For Years, IS&T Has Monitored Network Data Without Policy

2021 networkmonitoring
Graphs showing network traffic entering IS&T’s network security monitoring system.

Since 1999, Information Services and Technology has been collecting information about campus network traffic without an official policy governing how it may use or store the data.

Currently, IS&T monitors all network connections within campus, originating from campus or destined for campus, and makes a record of who connected to whom.

For instance, the logs would be able to show that a student visited a particular website at a particular time, but not what the website contained.

According to Timothy J. McGovern, Manager of I/T Security Support, this information is only stored for three days, though there is no official policy.

IS&T also monitors raw data going from and to MIT, which is scanned for anomalous patterns. Though it is possible for someone to look at the raw data, McGovern said that nobody does.
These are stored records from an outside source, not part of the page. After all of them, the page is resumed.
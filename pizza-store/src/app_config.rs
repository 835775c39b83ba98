use config::builder::DefaultState;
use config::ConfigBuilder;
use pizza_catalog::{BaseVariant, StockLedger, Topping, STARTING_STOCK};
use serde::Deserialize;
use std::env;

#[derive(Debug, Deserialize, Clone)]
pub struct Config {
    pub inventory: InventoryConfig,
}

/// Opening stock per item
#[derive(Debug, Deserialize, Clone, PartialEq, Eq)]
pub struct InventoryConfig {
    pub margherita: u32,
    pub pepperoni: u32,
    pub cheese: u32,
    pub olives: u32,
    pub mushrooms: u32,
}

impl InventoryConfig {
    /// Counts keyed by ledger item name
    pub fn stock_items(&self) -> [(&'static str, u32); 5] {
        [
            (BaseVariant::Margherita.stock_item(), self.margherita),
            (BaseVariant::Pepperoni.stock_item(), self.pepperoni),
            (Topping::Cheese.stock_item(), self.cheese),
            (Topping::Olives.stock_item(), self.olives),
            (Topping::Mushrooms.stock_item(), self.mushrooms),
        ]
    }
}

impl Config {
    pub fn load() -> Result<Self, config::ConfigError> {
        let run_mode = env::var("RUN_MODE").unwrap_or_else(|_| "development".into());

        let s = Self::defaults()?
            .add_source(config::File::with_name("config/default").required(false))
            // Per-environment overrides, e.g. config/development.toml
            .add_source(config::File::with_name(&format!("config/{}", run_mode)).required(false))
            // Local overrides, not checked in
            .add_source(config::File::with_name("config/local").required(false))
            // Eg.. `PIZZA__INVENTORY__CHEESE=3` sets the opening cheese stock
            .add_source(config::Environment::with_prefix("PIZZA").separator("__"))
            .build()?;

        s.try_deserialize()
    }

    /// Builder pre-filled with the standard opening stock
    fn defaults() -> Result<ConfigBuilder<DefaultState>, config::ConfigError> {
        STARTING_STOCK
            .iter()
            .try_fold(config::Config::builder(), |builder, (item, count)| {
                builder.set_default(
                    format!("inventory.{}", item.to_lowercase()),
                    i64::from(*count),
                )
            })
    }
}

/// Build the session's ledger from configuration
pub fn seed_ledger(config: &Config) -> StockLedger {
    let ledger = StockLedger::with_stock(config.inventory.stock_items());
    tracing::debug!(stock = %ledger.snapshot(), "ledger seeded");
    ledger
}
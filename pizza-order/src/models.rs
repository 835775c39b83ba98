use chrono::{DateTime, Utc};
use pizza_catalog::Pizza;
use pizza_core::{Money, PaymentMethod};
use serde::{Deserialize, Serialize};
use uuid::Uuid;

/// Order status in the lifecycle
#[derive(Debug, Clone, Copy, Serialize, Deserialize, PartialEq, Eq)]
#[serde(rename_all = "SCREAMING_SNAKE_CASE")]
pub enum OrderStatus {
    Proposed,
    Paid,
}

/// How the order was settled
#[derive(Debug, Clone, Copy, Serialize, Deserialize, PartialEq, Eq)]
#[serde(rename_all = "SCREAMING_SNAKE_CASE")]
pub enum Tender {
    Dispatched(PaymentMethod),
    /// No valid method was picked; treated as paid in cash
    CashFallback,
}

/// One finished pizza and how it was paid for
#[derive(Debug, Clone, Serialize, Deserialize)]
pub struct Order {
    pub id: Uuid,
    pub description: String,
    pub total: Money,
    pub tender: Option<Tender>,
    pub status: OrderStatus,
    pub created_at: DateTime<Utc>,
    pub updated_at: DateTime<Utc>,
}

impl Order {
    /// Freeze the composed pizza into an order
    pub fn new(pizza: &dyn Pizza) -> Self {
        let now = Utc::now();
        Self {
            id: Uuid::new_v4(),
            description: pizza.description(),
            total: pizza.cost(),
            tender: None,
            status: OrderStatus::Proposed,
            created_at: now,
            updated_at: now,
        }
    }

    pub fn update_status(&mut self, new_status: OrderStatus) {
        self.status = new_status;
        self.updated_at = Utc::now();
    }

    pub fn is_paid(&self) -> bool {
        self.status == OrderStatus::Paid
    }
}
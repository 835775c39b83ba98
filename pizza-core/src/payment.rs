use async_trait::async_trait;
use serde::{Deserialize, Serialize};
use std::fmt;

use crate::Money;

/// Ways a customer can settle an order at the counter
#[derive(Debug, Clone, Copy, Serialize, Deserialize, PartialEq, Eq, Hash)]
#[serde(rename_all = "SCREAMING_SNAKE_CASE")]
pub enum PaymentMethod {
    PayPal,
    CreditCard,
}

impl PaymentMethod {
    pub fn display_name(&self) -> &'static str {
        match self {
            PaymentMethod::PayPal => "PayPal",
            PaymentMethod::CreditCard => "Credit Card",
        }
    }
}

impl fmt::Display for PaymentMethod {
    fn fmt(&self, f: &mut fmt::Formatter<'_>) -> fmt::Result {
        f.write_str(self.display_name())
    }
}

#[derive(Debug, Clone, Copy, Serialize, Deserialize, PartialEq, Eq)]
#[serde(rename_all = "SCREAMING_SNAKE_CASE")]
pub enum PaymentStatus {
    Succeeded,
    Failed,
}

#[derive(Debug, thiserror::Error)]
pub enum PaymentError {
    #[error("Payment declined by {method}: {reason}")]
    Declined {
        method: PaymentMethod,
        reason: String,
    },
}

/// A payment channel. Implementations only simulate the charge.
#[async_trait]
pub trait PaymentAdapter: Send + Sync {
    /// The method this adapter settles
    fn method(&self) -> PaymentMethod;

    /// Charge `amount`, returning a human readable confirmation
    async fn charge(&self, amount: Money) -> Result<String, PaymentError>;
}
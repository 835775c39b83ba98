use crate::inventory::StockLedger;
use crate::product::{BaseVariant, MargheritaPizza, PepperoniPizza, Pizza};

#[derive(Debug, thiserror::Error, PartialEq, Eq)]
pub enum CatalogError {
    #[error("{0} pizza is out of stock")]
    OutOfStock(BaseVariant),
}

/// Creates one base variant, taking a unit from the ledger first
pub trait PizzaFactory {
    fn variant(&self) -> BaseVariant;

    fn create_pizza(&self, ledger: &StockLedger) -> Result<Box<dyn Pizza>, CatalogError>;
}

#[derive(Debug, Clone, Copy, Default)]
pub struct MargheritaFactory;

impl PizzaFactory for MargheritaFactory {
    fn variant(&self) -> BaseVariant {
        BaseVariant::Margherita
    }

    fn create_pizza(&self, ledger: &StockLedger) -> Result<Box<dyn Pizza>, CatalogError> {
        take_base(ledger, self.variant())?;
        Ok(Box::new(MargheritaPizza))
    }
}

#[derive(Debug, Clone, Copy, Default)]
pub struct PepperoniFactory;

impl PizzaFactory for PepperoniFactory {
    fn variant(&self) -> BaseVariant {
        BaseVariant::Pepperoni
    }

    fn create_pizza(&self, ledger: &StockLedger) -> Result<Box<dyn Pizza>, CatalogError> {
        take_base(ledger, self.variant())?;
        Ok(Box::new(PepperoniPizza))
    }
}

/// Creator for the selected variant
pub fn factory_for(variant: BaseVariant) -> Box<dyn PizzaFactory> {
    match variant {
        BaseVariant::Margherita => Box::new(MargheritaFactory),
        BaseVariant::Pepperoni => Box::new(PepperoniFactory),
    }
}

fn take_base(ledger: &StockLedger, variant: BaseVariant) -> Result<(), CatalogError> {
    if ledger.check_and_decrement(variant.stock_item()) {
        tracing::info!(%variant, "base pizza created");
        Ok(())
    } else {
        tracing::warn!(%variant, "base pizza out of stock");
        Err(CatalogError::OutOfStock(variant))
    }
}

#[cfg(test)]
mod tests {
    use super::*;

    #[test]
    fn test_create_takes_one_unit() {
        let ledger = StockLedger::starting();

        let pizza = MargheritaFactory.create_pizza(&ledger).unwrap();

        assert_eq!(pizza.description(), "Margherita pizza");
        assert_eq!(ledger.available("Margherita"), 9);
        assert_eq!(ledger.available("Pepperoni"), 10);
    }

    #[test]
    fn test_out_of_stock_leaves_ledger_untouched() {
        let ledger = StockLedger::with_stock([("Pepperoni", 0), ("Cheese", 4)]);
        let before = ledger.snapshot();

        let err = PepperoniFactory.create_pizza(&ledger).unwrap_err();

        assert_eq!(err, CatalogError::OutOfStock(BaseVariant::Pepperoni));
        assert_eq!(err.to_string(), "Pepperoni pizza is out of stock");
        assert_eq!(ledger.snapshot(), before);
    }

    #[test]
    fn test_factory_for_selects_variant() {
        let ledger = StockLedger::starting();

        for variant in BaseVariant::ALL {
            let factory = factory_for(variant);
            assert_eq!(factory.variant(), variant);
            let pizza = factory.create_pizza(&ledger).unwrap();
            assert_eq!(pizza.cost(), variant.price());
        }
        assert_eq!(ledger.available("Margherita"), 9);
        assert_eq!(ledger.available("Pepperoni"), 9);
    }
}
Any suspicious activity is logged for no more than 30 days, McGovern said.

McGovern emphasized that no one outside of IS&T has access to the raw data or logs.

IS&T does not publicize any of these practices on its website.

Undergraduate Association President Noah S. Jessop ’09 said he was surprised that IS&T was collecting this information without notice. “It is not the kind of thing I would expect from MIT, and it is definitely not the kind of thing that I would expect to hear long after the fact.”

Data and connections being recorded

IS&T collects information on network activity in order to investigate compromised machines, which are machines that have been hacked or have a virus or worm. All connections are monitored, not only in academic buildings but also in dorms and FSILGs.

When I/T Security Support detects a compromised machine, they typically confirm that the machine is affected and then contact the machine’s owner to inform them of the compromise.

IS&T collects information about every connection on campus, and keeps it for three days. The logs include the connection’s source address and port, destination address and port, start timestamp, end timestamp, and the amount of data transferred over the connection. The logs don’t include any of the raw data that is transferred. McGovern said that the connection information is only stored for 3 days, and described that time as the “current operating policy.”

IS&T also scans a portion of all raw data that passes in and out of campus. The data is fed into an intrusion detection system that flags suspicious activity. McGovern said the raw data is not stored. Mike Halsall, information and network security analyst, said that the logs of suspicious activity are not kept for more than 30 days.

For both the connection logs and the suspicious activity logs, only two people have access: Halsall and Tom N. Jagatic, senior IT security consultant, both of whom work for IS&T. Jeffrey I. Schiller ’79, MIT Network Manager, confirmed that this data is being generated and it is only being sent to the I/T Security Support team. Schiller and McGovern both said that they have never seen a subpoena for these logs.

MIT has briefly stopped monitoring in the past. In 2004, as IS&T was undergoing reorganization, the raw data feed was shut off, which prompted complaints. According to McGovern, the port was turned back on when staff contacted Jerry Grochow ’68, the Vice President of Information Services and Technology, saying that “being able to detect and recover compromised machines was a good thing,” and Grochow directed that the port be turned on.

No Official Policy

Officially, IS&T collects DHCP logs, which are used to link people’s computers to their online addresses. These logs are what are typically subpoenaed when the RIAA or MPAA is pursuing an alleged copyright infringement case. The policy regarding DHCP logs is published on the IS&T website.

In contrast, IS&T does not appear to have any policy covering the retention and use of connection or security logs.

Professor Harold Abelson, who teaches 6.805 “Ethics and the Law on the Electronic Frontier,” found it troubling that these logs were being collected without public knowledge. “It’s a violation of fair information practices to be keeping logs that people don’t know about … If they’re collecting logs, they have to inform people that it’s there. If they’re collecting logs, there has to be a policy on how those logs are used or not used.”

Abelson also said that because these logs could involve student information, having a policy is especially important. He said that a policy would probably need input from the Council on Educational Technology.

About the logs, Jessop said “It’s egregious to implement measures on the network that could be used to circumvent user privacy without both policies and procedures in place and some means for the users to understand what the implications to them might be,” Jessop said.

“If you told me this was Comcast, I wouldn’t have been quite as surprised,” he said.